In one of my trips to Singapore to visit my parents I found myself standing in the long queue for the washrooms in one of these malls. In front of me was a cranky baby and her mom who’s accent revealed she was Australian. The baby was about 8 months old and was clearly not enjoying her excursion to this new hi tech mall and was kicking her legs whining a little more after brief intervals. The baby made eye contact with this brown lady writing this and soon she forgot her discomfort and giggled with me. Time passed quickly and her mom and I got chatting.
I don’t remember what led to what but I remember confessing to the mom “I’m 34 and been married for 9 years. My husband wants a baby but I still feel I’m not ready to be a mom. I’m too old I feel.”
She put her baby down in the stroller and told me “I had her at 40 and I’m not old at all. Have your baby when you want. Just do it. You’ll never regret it” Her eyes met mine and in her I saw wisdom and compassion. We bade goodbye and I remember thinking about her advice. Most Indian women have their babies soon after their marriage and to have a baby in your late 30s or 40s is still unthinkable in many parts of the country I lived in.

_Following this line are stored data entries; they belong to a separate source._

//! Structured session logging.
//!
//! Every lifecycle event carries the session id so interleaved runs can be
//! told apart in aggregated JSON logs.

use facetag_models::{ActiveTagSet, ContentEntry};
use tracing::{debug, error, info, warn};
use uuid::Uuid;

/// Session logger for lifecycle events of one frame loop.
#[derive(Debug, Clone)]
pub struct SessionLogger {
    session_id: String,
    source: String,
}

impl SessionLogger {
    /// Create a logger with a fresh session id.
    pub fn new(source: &str) -> Self {
        Self {
            session_id: Uuid::new_v4().to_string(),
            source: source.to_string(),
        }
    }

    pub fn session_id(&self) -> &str {
        &self.session_id
    }

    pub fn log_start(&self, message: &str) {
        info!(
            session_id = %self.session_id,
            source = %self.source,
            "Session started: {}", message
        );
    }

    /// Log a switch of the selected content.
    pub fn log_content_switch(&self, frame: u64, tags: &ActiveTagSet, entry: &ContentEntry) {
        info!(
            session_id = %self.session_id,
            frame,
            tags = %tags,
            content = %entry.resource_ref,
            "Content switched to {}", entry.display_label()
        );
    }

    /// Per-frame trace; only visible at debug level.
    pub fn log_frame(&self, frame: u64, tags: &ActiveTagSet) {
        debug!(
            session_id = %self.session_id,
            frame,
            tags = %tags,
            "Frame processed"
        );
    }

    pub fn log_skipped_frame(&self, frame: u64, reason: &str) {
        warn!(
            session_id = %self.session_id,
            frame,
            "Frame skipped: {}", reason
        );
    }

    pub fn log_error(&self, message: &str) {
        error!(
            session_id = %self.session_id,
            source = %self.source,
            "Session error: {}", message
        );
    }

    pub fn log_completion(&self, message: &str) {
        info!(
            session_id = %self.session_id,
            source = %self.source,
            "Session finished: {}", message
        );
    }
}
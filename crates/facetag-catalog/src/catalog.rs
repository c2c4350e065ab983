//! The immutable content catalog and where it came from.

use std::fmt;
use std::path::{Path, PathBuf};

use facetag_models::ContentEntry;
use url::Url;

use crate::error::{CatalogError, CatalogResult};

/// Where a catalog document lives.
#[derive(Debug, Clone, PartialEq, Eq)]
pub enum CatalogLocation {
    /// `http://` or `https://`
    Remote(Url),
    /// `file://` URL or bare filesystem path
    Local(PathBuf),
}

impl CatalogLocation {
    /// Parse a catalog URI.
    ///
    /// Anything without an `http`, `https` or `file` scheme is treated as a
    /// filesystem path.
    pub fn parse(uri: &str) -> CatalogResult<Self> {
        let uri = uri.trim();
        if uri.is_empty() {
            return Err(CatalogError::invalid_uri("empty catalog URI"));
        }

        match Url::parse(uri) {
            Ok(url) => match url.scheme() {
                "http" | "https" => Ok(Self::Remote(url)),
                "file" => url
                    .to_file_path()
                    .map(Self::Local)
                    .map_err(|_| CatalogError::invalid_uri(format!("not a local file URL: {uri}"))),
                // Single-letter schemes are Windows drive letters.
                scheme if scheme.len() == 1 => Ok(Self::Local(PathBuf::from(uri))),
                scheme => Err(CatalogError::invalid_uri(format!(
                    "unsupported scheme '{scheme}' in {uri}"
                ))),
            },
            Err(url::ParseError::RelativeUrlWithoutBase) => Ok(Self::Local(PathBuf::from(uri))),
            Err(e) => Err(CatalogError::invalid_uri(format!("{uri}: {e}"))),
        }
    }

    /// Resolve a resource reference found inside the catalog.
    ///
    /// Absolute URLs pass through. Relative references are joined onto the
    /// catalog URL or the catalog file's directory.
    pub fn resolve(&self, reference: &str) -> String {
        match Url::parse(reference) {
            Ok(url) if url.scheme().len() > 1 => return url.to_string(),
            _ => {}
        }

        match self {
            Self::Remote(base) => base
                .join(reference)
                .map(|u| u.to_string())
                .unwrap_or_else(|_| reference.to_string()),
            Self::Local(path) => {
                let dir = path.parent().unwrap_or_else(|| Path::new(""));
                dir.join(reference).to_string_lossy().into_owned()
            }
        }
    }
}

impl fmt::Display for CatalogLocation {
    fn fmt(&self, f: &mut fmt::Formatter<'_>) -> fmt::Result {
        match self {
            Self::Remote(url) => write!(f, "{url}"),
            Self::Local(path) => write!(f, "{}", path.display()),
        }
    }
}

/// Content entries loaded once at startup.
#[derive(Debug, Clone, Default)]
pub struct ContentCatalog {
    entries: Vec<ContentEntry>,
}

impl ContentCatalog {
    pub fn new(entries: Vec<ContentEntry>) -> Self {
        Self { entries }
    }

    /// Parse a catalog document, resolving relative references against
    /// `location`.
    pub fn from_json(bytes: &[u8], location: &CatalogLocation) -> CatalogResult<Self> {
        let mut entries: Vec<ContentEntry> = serde_json::from_slice(bytes)?;
        for entry in &mut entries {
            entry.resource_ref = location.resolve(&entry.resource_ref);
        }
        Ok(Self { entries })
    }

    pub fn entries(&self) -> &[ContentEntry] {
        &self.entries
    }

    pub fn len(&self) -> usize {
        self.entries.len()
    }

    pub fn is_empty(&self) -> bool {
        self.entries.is_empty()
    }
}
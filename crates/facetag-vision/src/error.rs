//! Error types for landmark processing.

use facetag_models::LandmarkError;
use thiserror::Error;

/// Result type for vision operations.
pub type VisionResult<T> = Result<T, VisionError>;

/// Errors that can occur while acquiring or validating landmarks.
#[derive(Debug, Error)]
pub enum VisionError {
    #[error("Pose source failed: {0}")]
    PoseSourceFailed(String),

    #[error("Frame source failed: {0}")]
    FrameSourceFailed(String),

    #[error("Invalid landmarks: {0}")]
    InvalidLandmarks(#[from] LandmarkError),
}

impl VisionError {
    /// Create a pose source failure error.
    pub fn pose_source_failed(message: impl Into<String>) -> Self {
        Self::PoseSourceFailed(message.into())
    }

    /// Create a frame source failure error.
    pub fn frame_source_failed(message: impl Into<String>) -> Self {
        Self::FrameSourceFailed(message.into())
    }
}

Too many times we allow other people’s thinking to limit us. When I confessed to her, I was thinking like the women around me in my family and my neighbourhood. Women who would ask me if I had children and if I said “no, not yet” they’d shake their heads regrettably as if I was written off from motherhood. This stranger I met from another culture in another country was living proof that ‘we’re never too old to be parents” and I needed to hear it.
Three years after that encounter I delivered a baby boy at the age of 37. The private nursing home had written me down as an “elderly caregiver” but thanks to the wonderful Australian mom I met in the Singapore mall, I never felt old again.